**Problem requirements**. Write out, word for word, only the data from its first line to the line containing "pub fn history(&self)".

Stored data:
━━━━━━━━

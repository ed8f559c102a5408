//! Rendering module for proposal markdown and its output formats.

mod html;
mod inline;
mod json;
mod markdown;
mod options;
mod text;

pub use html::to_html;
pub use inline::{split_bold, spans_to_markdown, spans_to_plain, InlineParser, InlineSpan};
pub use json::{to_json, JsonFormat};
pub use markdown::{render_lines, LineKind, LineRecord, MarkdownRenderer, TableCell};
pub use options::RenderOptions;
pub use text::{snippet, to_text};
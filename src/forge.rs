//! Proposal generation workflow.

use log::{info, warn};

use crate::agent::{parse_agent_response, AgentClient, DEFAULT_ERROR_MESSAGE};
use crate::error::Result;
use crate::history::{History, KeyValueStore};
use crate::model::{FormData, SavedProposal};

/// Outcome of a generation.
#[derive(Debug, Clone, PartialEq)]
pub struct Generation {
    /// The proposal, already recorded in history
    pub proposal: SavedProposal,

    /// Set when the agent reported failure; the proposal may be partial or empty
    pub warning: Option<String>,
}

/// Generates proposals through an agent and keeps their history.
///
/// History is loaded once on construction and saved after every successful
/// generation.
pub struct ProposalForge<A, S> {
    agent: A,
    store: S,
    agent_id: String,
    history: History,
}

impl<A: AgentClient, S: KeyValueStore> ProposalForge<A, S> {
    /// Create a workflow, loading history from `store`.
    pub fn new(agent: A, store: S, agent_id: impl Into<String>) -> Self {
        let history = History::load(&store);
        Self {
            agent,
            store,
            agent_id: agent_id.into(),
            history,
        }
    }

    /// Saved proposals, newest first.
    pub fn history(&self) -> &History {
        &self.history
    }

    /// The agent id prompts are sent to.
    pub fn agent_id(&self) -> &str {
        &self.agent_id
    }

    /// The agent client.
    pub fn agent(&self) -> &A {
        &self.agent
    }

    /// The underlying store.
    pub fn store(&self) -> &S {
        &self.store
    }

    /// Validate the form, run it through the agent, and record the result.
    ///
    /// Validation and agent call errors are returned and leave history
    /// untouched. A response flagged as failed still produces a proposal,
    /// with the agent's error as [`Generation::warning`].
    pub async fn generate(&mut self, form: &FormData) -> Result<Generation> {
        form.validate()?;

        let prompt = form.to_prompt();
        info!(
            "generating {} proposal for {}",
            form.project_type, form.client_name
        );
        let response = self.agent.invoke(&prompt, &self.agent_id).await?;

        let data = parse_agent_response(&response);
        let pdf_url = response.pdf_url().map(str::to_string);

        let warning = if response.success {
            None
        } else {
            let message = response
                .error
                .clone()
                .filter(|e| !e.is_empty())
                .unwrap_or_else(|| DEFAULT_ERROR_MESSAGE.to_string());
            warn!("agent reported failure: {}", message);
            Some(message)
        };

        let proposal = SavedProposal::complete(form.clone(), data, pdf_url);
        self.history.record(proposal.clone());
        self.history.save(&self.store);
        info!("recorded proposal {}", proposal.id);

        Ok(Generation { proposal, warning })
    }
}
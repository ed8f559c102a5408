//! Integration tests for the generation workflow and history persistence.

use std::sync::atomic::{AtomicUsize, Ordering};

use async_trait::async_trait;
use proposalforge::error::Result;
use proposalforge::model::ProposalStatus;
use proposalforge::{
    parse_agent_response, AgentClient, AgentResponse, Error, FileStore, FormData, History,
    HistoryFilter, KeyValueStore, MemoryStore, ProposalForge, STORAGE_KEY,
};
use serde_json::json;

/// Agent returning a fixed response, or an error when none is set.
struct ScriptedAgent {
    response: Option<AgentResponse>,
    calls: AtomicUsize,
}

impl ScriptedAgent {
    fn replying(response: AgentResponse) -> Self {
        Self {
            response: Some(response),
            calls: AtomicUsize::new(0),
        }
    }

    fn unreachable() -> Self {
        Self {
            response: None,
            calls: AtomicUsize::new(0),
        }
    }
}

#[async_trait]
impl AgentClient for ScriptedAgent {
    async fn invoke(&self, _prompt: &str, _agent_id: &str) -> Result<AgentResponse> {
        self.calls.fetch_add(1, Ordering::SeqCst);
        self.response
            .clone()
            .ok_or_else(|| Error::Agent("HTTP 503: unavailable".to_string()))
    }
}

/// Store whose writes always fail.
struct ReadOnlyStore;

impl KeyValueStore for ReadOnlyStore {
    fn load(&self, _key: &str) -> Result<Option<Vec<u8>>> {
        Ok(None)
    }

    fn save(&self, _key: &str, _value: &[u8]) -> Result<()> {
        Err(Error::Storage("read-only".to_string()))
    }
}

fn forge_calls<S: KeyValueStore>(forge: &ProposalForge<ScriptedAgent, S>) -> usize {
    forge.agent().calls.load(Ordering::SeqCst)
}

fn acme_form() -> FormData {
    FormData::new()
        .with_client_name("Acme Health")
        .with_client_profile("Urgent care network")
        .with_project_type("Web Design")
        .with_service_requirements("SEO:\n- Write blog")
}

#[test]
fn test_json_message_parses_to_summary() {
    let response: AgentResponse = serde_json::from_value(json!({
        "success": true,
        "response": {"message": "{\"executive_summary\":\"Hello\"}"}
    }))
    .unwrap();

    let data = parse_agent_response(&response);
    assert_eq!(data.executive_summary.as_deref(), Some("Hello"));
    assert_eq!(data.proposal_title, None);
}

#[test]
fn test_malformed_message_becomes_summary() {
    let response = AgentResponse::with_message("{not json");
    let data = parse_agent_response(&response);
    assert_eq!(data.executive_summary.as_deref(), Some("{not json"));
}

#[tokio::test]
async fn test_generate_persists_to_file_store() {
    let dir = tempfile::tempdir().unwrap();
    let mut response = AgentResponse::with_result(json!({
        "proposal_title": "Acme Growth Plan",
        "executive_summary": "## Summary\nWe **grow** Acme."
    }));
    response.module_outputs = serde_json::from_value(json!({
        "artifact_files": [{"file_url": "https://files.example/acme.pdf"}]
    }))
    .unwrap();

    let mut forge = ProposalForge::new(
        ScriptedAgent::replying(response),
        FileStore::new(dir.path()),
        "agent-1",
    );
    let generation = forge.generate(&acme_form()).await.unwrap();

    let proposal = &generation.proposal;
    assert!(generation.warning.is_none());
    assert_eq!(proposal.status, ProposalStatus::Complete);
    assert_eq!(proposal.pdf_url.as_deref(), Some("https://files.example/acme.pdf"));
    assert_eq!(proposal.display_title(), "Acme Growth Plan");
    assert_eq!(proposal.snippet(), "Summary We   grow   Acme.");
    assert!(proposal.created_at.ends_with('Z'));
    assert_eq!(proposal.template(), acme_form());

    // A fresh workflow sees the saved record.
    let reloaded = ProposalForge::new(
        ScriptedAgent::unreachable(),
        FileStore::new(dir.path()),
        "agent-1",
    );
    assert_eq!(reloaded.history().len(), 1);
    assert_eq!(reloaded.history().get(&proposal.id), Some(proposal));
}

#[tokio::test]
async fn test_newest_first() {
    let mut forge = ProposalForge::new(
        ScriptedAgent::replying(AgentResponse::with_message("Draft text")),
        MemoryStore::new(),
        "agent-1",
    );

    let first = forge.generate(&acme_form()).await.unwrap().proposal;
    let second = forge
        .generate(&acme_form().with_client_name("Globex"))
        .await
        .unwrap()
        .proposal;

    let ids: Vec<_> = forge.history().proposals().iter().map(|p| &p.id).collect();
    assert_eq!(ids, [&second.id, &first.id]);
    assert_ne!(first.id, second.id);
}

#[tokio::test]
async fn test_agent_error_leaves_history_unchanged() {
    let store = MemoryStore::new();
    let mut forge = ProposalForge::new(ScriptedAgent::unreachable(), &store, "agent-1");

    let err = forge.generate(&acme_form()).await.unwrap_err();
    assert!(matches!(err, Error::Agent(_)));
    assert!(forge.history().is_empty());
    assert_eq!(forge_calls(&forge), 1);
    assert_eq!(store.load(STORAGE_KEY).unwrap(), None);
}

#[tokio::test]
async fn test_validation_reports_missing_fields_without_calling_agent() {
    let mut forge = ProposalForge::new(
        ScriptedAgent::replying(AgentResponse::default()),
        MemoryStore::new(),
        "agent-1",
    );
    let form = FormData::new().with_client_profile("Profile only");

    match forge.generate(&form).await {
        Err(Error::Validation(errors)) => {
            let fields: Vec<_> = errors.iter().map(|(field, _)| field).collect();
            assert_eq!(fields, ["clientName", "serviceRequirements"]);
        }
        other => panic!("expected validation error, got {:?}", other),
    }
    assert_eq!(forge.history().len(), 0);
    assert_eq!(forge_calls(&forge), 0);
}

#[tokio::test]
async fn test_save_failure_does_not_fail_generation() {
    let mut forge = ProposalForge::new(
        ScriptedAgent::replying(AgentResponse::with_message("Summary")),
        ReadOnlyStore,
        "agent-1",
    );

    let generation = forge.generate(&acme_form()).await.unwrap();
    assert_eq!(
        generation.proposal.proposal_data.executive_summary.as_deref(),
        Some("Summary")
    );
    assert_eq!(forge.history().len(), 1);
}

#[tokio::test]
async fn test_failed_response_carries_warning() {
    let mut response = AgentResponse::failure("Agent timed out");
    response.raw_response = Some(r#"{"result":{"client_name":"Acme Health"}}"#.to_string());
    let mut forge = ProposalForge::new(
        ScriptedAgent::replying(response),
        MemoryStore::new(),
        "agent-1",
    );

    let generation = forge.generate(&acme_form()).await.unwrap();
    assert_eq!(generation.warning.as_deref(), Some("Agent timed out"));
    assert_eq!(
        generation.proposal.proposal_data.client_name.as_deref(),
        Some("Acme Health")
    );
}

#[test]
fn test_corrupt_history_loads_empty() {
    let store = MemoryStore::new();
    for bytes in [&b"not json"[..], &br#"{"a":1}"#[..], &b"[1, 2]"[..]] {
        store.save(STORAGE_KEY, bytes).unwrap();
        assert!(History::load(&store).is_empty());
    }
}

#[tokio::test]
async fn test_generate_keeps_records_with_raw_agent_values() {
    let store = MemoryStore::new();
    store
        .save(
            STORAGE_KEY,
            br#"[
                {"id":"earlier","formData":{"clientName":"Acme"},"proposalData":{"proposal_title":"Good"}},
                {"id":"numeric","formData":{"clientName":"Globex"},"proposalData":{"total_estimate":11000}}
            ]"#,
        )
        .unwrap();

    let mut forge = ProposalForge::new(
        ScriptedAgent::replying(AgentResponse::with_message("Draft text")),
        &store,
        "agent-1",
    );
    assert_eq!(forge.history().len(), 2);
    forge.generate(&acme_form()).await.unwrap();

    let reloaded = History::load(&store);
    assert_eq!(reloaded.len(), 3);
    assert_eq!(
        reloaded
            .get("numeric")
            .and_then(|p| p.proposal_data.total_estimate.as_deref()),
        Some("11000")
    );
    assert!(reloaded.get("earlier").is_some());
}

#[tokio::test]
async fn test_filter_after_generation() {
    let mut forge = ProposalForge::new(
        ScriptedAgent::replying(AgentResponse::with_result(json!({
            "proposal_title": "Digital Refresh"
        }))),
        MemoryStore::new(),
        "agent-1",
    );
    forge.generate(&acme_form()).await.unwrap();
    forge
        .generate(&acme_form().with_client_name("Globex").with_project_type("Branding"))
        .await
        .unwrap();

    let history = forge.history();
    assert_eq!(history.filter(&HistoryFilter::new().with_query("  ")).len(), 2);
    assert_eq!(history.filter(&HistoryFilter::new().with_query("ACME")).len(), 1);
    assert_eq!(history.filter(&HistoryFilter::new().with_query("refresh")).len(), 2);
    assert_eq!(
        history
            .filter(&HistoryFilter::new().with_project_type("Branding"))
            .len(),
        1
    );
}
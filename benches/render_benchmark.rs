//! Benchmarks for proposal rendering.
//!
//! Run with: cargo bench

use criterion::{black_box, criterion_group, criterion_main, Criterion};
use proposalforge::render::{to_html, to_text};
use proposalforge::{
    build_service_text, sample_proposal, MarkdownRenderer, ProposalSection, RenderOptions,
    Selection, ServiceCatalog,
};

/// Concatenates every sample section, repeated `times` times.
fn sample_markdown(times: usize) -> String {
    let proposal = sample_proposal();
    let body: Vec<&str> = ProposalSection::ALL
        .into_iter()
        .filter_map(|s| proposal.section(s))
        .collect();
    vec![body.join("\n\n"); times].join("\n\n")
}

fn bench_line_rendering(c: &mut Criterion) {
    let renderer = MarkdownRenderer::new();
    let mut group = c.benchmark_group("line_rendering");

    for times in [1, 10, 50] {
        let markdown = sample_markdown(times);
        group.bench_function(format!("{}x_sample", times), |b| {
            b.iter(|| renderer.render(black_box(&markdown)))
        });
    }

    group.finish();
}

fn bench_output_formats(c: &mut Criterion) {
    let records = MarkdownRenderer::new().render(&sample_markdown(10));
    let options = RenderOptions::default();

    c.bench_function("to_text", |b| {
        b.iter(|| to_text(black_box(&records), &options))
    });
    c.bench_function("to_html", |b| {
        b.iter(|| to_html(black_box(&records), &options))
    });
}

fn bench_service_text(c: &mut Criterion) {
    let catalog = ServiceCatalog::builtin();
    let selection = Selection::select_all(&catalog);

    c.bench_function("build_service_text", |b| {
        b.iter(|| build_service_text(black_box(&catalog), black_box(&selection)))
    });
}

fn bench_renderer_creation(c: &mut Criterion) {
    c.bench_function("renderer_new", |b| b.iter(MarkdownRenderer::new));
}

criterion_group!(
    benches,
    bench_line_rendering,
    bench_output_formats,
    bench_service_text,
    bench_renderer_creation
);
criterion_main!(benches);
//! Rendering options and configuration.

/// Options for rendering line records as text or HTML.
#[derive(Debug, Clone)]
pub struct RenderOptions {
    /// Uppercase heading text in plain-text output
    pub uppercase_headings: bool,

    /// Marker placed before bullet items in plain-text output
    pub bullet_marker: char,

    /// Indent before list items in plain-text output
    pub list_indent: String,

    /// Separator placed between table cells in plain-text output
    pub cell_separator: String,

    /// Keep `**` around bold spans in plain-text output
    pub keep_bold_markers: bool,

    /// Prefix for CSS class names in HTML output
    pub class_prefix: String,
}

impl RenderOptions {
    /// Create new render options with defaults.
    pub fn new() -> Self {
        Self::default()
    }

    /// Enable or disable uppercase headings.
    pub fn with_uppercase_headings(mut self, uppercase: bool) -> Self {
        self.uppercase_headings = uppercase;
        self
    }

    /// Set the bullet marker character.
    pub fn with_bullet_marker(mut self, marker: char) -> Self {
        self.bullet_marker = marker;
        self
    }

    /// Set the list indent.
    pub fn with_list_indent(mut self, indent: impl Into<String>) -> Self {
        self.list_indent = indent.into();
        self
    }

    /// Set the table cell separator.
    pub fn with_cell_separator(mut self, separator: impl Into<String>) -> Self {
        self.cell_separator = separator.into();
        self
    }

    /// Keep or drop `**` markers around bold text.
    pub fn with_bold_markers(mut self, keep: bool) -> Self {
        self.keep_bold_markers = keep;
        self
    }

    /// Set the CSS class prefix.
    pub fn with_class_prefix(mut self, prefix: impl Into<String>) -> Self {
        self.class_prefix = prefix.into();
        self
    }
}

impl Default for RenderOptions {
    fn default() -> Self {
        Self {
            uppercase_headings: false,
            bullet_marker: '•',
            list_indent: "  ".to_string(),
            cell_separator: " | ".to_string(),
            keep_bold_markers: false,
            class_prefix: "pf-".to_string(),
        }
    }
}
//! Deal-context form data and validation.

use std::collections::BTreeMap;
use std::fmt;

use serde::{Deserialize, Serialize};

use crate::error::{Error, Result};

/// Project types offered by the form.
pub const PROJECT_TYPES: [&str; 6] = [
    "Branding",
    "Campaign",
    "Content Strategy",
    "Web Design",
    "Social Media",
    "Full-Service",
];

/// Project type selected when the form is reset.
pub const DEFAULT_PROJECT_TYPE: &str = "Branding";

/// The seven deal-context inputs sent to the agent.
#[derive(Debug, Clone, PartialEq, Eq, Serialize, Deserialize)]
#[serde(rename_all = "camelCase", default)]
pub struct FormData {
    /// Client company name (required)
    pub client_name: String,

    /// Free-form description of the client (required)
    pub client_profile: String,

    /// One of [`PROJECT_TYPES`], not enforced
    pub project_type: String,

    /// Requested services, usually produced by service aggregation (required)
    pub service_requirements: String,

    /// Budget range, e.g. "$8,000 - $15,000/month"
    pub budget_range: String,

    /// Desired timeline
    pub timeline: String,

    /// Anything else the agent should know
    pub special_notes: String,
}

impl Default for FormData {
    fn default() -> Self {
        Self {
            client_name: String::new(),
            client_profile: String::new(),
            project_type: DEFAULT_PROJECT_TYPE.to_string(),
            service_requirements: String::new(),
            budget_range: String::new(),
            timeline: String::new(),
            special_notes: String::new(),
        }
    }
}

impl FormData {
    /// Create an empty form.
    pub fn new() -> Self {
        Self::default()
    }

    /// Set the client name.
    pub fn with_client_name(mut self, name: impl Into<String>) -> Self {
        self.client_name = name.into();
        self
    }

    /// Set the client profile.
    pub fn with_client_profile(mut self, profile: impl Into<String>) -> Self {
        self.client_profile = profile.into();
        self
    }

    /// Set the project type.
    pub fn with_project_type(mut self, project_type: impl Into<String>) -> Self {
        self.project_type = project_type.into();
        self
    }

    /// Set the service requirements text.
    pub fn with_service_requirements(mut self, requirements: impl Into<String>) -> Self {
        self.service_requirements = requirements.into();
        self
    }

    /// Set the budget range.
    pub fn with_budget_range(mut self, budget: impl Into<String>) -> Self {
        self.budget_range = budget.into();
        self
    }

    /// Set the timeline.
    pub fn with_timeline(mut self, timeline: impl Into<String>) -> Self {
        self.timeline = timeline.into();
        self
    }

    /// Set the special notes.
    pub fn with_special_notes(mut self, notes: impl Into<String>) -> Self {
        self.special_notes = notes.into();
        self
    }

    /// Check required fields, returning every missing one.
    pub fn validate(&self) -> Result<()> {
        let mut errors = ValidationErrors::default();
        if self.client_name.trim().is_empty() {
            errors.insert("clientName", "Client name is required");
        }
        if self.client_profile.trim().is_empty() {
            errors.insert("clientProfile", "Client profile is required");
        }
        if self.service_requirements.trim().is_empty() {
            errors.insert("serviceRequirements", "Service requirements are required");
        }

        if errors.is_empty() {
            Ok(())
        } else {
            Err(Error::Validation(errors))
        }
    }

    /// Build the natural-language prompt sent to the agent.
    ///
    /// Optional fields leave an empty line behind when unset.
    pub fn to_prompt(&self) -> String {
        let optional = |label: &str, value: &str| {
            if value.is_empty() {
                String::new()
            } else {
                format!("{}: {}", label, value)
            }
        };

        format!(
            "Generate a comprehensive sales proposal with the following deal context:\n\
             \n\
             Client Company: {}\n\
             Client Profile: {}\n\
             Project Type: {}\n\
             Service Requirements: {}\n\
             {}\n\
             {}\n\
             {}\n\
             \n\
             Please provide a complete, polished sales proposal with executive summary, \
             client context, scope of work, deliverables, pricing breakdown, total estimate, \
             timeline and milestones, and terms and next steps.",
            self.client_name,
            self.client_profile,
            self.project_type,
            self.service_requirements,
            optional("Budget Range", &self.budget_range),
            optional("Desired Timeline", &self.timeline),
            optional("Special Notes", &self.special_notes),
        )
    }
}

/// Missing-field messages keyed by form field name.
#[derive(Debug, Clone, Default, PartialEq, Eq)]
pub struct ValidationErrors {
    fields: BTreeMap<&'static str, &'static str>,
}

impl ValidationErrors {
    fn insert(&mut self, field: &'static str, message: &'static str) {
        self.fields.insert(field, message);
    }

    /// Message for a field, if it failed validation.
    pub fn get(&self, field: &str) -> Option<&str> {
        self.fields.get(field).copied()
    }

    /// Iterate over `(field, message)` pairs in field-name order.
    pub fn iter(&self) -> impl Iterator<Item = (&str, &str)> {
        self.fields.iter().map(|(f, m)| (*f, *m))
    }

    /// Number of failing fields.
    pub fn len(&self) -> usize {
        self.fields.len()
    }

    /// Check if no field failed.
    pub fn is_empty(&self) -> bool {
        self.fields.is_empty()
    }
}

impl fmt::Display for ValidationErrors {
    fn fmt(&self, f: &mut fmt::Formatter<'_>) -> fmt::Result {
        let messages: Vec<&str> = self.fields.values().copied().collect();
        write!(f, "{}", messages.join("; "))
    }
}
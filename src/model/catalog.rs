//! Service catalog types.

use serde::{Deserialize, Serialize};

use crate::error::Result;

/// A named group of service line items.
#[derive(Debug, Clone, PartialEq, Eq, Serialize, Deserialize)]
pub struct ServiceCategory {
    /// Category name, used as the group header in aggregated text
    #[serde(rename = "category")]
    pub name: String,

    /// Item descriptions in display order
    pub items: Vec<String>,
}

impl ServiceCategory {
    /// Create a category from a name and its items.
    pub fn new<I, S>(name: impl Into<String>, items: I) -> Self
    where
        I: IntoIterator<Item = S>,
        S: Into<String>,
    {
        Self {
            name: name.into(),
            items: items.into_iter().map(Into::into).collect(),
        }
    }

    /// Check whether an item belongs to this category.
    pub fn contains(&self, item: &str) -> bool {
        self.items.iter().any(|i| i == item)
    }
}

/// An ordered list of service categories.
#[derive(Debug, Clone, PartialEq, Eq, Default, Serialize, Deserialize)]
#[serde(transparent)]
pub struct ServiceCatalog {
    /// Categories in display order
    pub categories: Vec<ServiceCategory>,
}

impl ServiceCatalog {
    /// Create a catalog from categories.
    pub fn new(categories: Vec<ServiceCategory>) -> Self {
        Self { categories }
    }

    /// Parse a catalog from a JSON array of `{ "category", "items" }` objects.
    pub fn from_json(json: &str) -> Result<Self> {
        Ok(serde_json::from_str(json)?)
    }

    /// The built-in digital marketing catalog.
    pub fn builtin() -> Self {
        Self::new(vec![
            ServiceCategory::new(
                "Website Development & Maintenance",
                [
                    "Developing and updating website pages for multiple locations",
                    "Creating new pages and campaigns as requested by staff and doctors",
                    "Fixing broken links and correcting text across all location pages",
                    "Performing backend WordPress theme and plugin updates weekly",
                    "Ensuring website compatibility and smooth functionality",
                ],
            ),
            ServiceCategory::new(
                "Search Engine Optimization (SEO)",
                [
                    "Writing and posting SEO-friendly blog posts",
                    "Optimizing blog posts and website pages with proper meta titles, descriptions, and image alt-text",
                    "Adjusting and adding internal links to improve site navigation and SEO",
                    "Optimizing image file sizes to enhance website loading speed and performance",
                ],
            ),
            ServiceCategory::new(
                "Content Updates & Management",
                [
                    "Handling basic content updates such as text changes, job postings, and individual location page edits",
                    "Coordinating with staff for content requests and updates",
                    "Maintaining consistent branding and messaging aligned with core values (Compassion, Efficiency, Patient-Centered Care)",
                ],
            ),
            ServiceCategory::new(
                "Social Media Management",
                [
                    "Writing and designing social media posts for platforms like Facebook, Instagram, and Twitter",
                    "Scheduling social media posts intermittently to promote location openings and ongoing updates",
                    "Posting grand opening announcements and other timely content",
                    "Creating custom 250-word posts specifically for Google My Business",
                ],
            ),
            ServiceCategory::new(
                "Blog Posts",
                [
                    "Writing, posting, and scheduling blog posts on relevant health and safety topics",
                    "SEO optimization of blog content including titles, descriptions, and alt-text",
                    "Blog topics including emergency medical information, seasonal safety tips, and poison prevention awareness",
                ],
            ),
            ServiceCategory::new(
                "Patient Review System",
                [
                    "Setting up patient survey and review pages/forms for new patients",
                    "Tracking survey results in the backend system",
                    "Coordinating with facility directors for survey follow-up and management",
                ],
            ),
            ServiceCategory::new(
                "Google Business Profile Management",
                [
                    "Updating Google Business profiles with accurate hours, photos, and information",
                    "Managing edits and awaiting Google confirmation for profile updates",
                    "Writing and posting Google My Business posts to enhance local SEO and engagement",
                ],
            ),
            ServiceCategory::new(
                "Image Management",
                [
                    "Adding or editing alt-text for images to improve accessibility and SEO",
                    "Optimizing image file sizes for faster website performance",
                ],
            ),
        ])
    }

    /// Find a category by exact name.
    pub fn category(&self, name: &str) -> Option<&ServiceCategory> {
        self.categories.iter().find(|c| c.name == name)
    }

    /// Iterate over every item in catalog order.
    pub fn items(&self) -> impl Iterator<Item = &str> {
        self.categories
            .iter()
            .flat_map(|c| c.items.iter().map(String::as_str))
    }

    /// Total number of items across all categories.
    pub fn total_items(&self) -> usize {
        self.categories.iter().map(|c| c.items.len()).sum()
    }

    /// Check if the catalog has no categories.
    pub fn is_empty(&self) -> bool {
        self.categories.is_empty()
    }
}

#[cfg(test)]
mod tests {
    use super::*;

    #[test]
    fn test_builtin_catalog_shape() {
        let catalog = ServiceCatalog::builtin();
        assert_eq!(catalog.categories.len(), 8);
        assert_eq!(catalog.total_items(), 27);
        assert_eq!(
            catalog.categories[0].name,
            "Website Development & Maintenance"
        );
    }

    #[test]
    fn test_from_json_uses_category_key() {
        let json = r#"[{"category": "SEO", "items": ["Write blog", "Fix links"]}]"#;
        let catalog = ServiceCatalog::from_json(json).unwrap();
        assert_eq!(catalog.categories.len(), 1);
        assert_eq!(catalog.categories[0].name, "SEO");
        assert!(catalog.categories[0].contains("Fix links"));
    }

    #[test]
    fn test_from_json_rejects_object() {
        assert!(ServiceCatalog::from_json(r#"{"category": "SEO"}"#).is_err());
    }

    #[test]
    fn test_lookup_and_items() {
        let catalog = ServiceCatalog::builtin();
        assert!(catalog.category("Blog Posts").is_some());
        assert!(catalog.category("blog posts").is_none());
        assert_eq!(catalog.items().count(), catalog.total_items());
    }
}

━━━━━━━━

**Answer section**.
repository ed8f559c102a5408
//! Rendering module for proposal markdown and its output formats.

mod html;
mod inline;
mod json;
mod markdown;
mod options;
mod text;

pub use html::to_html;
pub use inline::{split_bold, spans_to_markdown, spans_to_plain, InlineParser, InlineSpan};
pub use json::{to_json, JsonFormat};
pub use markdown::{render_lines, LineKind, LineRecord, MarkdownRenderer, TableCell};
pub use options::RenderOptions;
pub use text::{snippet, to_text};
filename src/forge.rs
//! Proposal generation workflow.

use log::{info, warn};

use crate::agent::{parse_agent_response, AgentClient, DEFAULT_ERROR_MESSAGE};
use crate::error::Result;
use crate::history::{History, KeyValueStore};
use crate::model::{FormData, SavedProposal};

/// Outcome of a generation.
#[derive(Debug, Clone, PartialEq)]
pub struct Generation {
    /// The proposal, already recorded in history
    pub proposal: SavedProposal,

    /// Set when the agent reported failure; the proposal may be partial or empty
    pub warning: Option<String>,
}

/// Generates proposals through an agent and keeps their history.
///
/// History is loaded once on construction and saved after every successful
/// generation.
pub struct ProposalForge<A, S> {
    agent: A,
    store: S,
    agent_id: String,
    history: History,
}

impl<A: AgentClient, S: KeyValueStore> ProposalForge<A, S> {
    /// Create a workflow, loading history from `store`.
    pub fn new(agent: A, store: S, agent_id: impl Into<String>) -> Self {
        let history = History::load(&store);
        Self {
            agent,
            store,
            agent_id: agent_id.into(),
            history,
        }
    }

    /// Saved proposals, newest first.
    pub fn history(&self) -> &History {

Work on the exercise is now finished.